O cerco

Escrevo-vos como um homem derrotado.

O cerco à nossa amada cidade dura há mais de 10 anos. Vieram do Norte, atravessando o deserto; bárbaros esfomeados, enviados por um enigmático imperador, cuja ambição não é possível de compreender. Eram milhares. A sua caravana estendia-se ao longo de muitos quilómetros. Alcantilamo-nos no topo das nossas muralhas, pois o confronto direto era impossível.

Nos primeiros anos, visitava todos dias as muralhas, vigiando os movimentos do inimigo, enquanto os meus homens entoavam os nossos hinos de guerra. Os bárbaros construíram máquinas de guerra, desbastando os nossos parcos bosques, e tentaram tomar as muralhas da cidade. Travaram-se sangrentas batalhas. Mas logradas que foram essas primeiras tentativas, pareciam resignados a esperar. Nada mais faziam.

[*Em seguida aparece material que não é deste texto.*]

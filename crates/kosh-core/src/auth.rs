//! Registration, login and password hashing
//!
//! Passwords are stored as Argon2id PHC strings with a per-user random salt.
//! Login failures always surface as [`Error::InvalidCredentials`], whether the
//! username is unknown or the password is wrong.

use std::sync::OnceLock;

use argon2::password_hash::{self, PasswordHash, PasswordHasher, PasswordVerifier, SaltString};
use argon2::Argon2;
use chrono::Duration;
use rand::rngs::OsRng;
use serde::Serialize;
use tracing::{info, warn};

use crate::db::Database;
use crate::error::{Error, Result};

pub const MIN_USERNAME_LEN: usize = 3;
pub const MAX_USERNAME_LEN: usize = 64;
pub const MIN_PASSWORD_LEN: usize = 6;

/// The authenticated caller of a user-scoped operation
#[derive(Debug, Clone, PartialEq, Eq, Serialize)]
pub struct AuthContext {
    pub username: String,
    pub display_name: String,
}

/// Hash a password into an Argon2id PHC string
pub fn hash_password(password: &str) -> Result<String> {
    let salt = SaltString::generate(&mut OsRng);
    let hash = Argon2::default().hash_password(password.as_bytes(), &salt)?;
    Ok(hash.to_string())
}

/// Check a password against a stored PHC string
pub fn verify_password(password: &str, stored_hash: &str) -> Result<bool> {
    let parsed = PasswordHash::new(stored_hash)?;
    match Argon2::default().verify_password(password.as_bytes(), &parsed) {
        Ok(()) => Ok(true),
        Err(password_hash::Error::Password) => Ok(false),
        Err(other) => Err(other.into()),
    }
}

/// Hash checked when the username doesn't exist, so that path costs the same
fn dummy_hash() -> Option<&'static str> {
    static DUMMY: OnceLock<Option<String>> = OnceLock::new();
    DUMMY
        .get_or_init(|| hash_password("kosh-no-such-user").ok())
        .as_deref()
}

/// Trim and check a username
pub fn normalize_username(username: &str) -> Result<String> {
    let username = username.trim();
    let len = username.chars().count();
    if !(MIN_USERNAME_LEN..=MAX_USERNAME_LEN).contains(&len) {
        return Err(Error::InvalidData(format!(
            "Username must be {}-{} characters",
            MIN_USERNAME_LEN, MAX_USERNAME_LEN
        )));
    }
    if username.chars().any(char::is_whitespace) {
        return Err(Error::InvalidData(
            "Username cannot contain whitespace".to_string(),
        ));
    }
    Ok(username.to_string())
}

fn validate_registration(password: &str, name: &str) -> Result<()> {
    if password.chars().count() < MIN_PASSWORD_LEN {
        return Err(Error::InvalidData(format!(
            "Password must be at least {} characters",
            MIN_PASSWORD_LEN
        )));
    }
    if name.trim().is_empty() {
        return Err(Error::InvalidData("Name cannot be empty".to_string()));
    }
    Ok(())
}

/// Register a new user and give them sample data
///
/// Returns `Ok(false)` when the username is already taken; the existing
/// account is left exactly as it was.
pub fn register(db: &Database, username: &str, password: &str, name: &str) -> Result<bool> {
    let username = normalize_username(username)?;
    validate_registration(password, name)?;

    if db.get_credentials(&username)?.is_some() {
        info!(%username, "Registration rejected: username taken");
        return Ok(false);
    }

    let hash = hash_password(password)?;
    if !db.create_user(&username, &hash, name.trim())? {
        info!(%username, "Registration rejected: username taken");
        return Ok(false);
    }

    db.seed_sample_data(&username, chrono::Local::now().date_naive())?;
    info!(%username, "User registered");
    Ok(true)
}

/// Verify credentials, returning the caller's context
pub fn login(db: &Database, username: &str, password: &str) -> Result<AuthContext> {
    let username = username.trim();

    let Some(creds) = db.get_credentials(username)? else {
        if let Some(dummy) = dummy_hash() {
            let _ = verify_password(password, dummy);
        }
        warn!(username, "Login failed");
        return Err(Error::InvalidCredentials);
    };

    if !verify_password(password, &creds.password_hash)? {
        warn!(username, "Login failed");
        return Err(Error::InvalidCredentials);
    }

    Ok(AuthContext {
        username: creds.username,
        display_name: creds.display_name,
    })
}

/// Log in and open a session, returning the context and its bearer token
///
/// Expired sessions are swept first.
pub fn start_session(
    db: &Database,
    username: &str,
    password: &str,
    ttl: Duration,
) -> Result<(AuthContext, String)> {
    let ctx = login(db, username, password)?;
    db.purge_expired_sessions()?;
    let token = db.create_session(&ctx.username, ttl)?;
    info!(username = %ctx.username, "Session started");
    Ok((ctx, token))
}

Esperavam apenas, infinitamente, em cerco.

Embora nos tivessem privado do acesso aos campos de cultivo, audazes comerciantes conseguiam, a custo, abastecer a cidade através do grande lago. Havia fome e muitas restrições, mas sobrevivíamos. Inexplicavelmente, ou talvez não, os bárbaros não se interessavam por dominar este espaço e estrangular-nos.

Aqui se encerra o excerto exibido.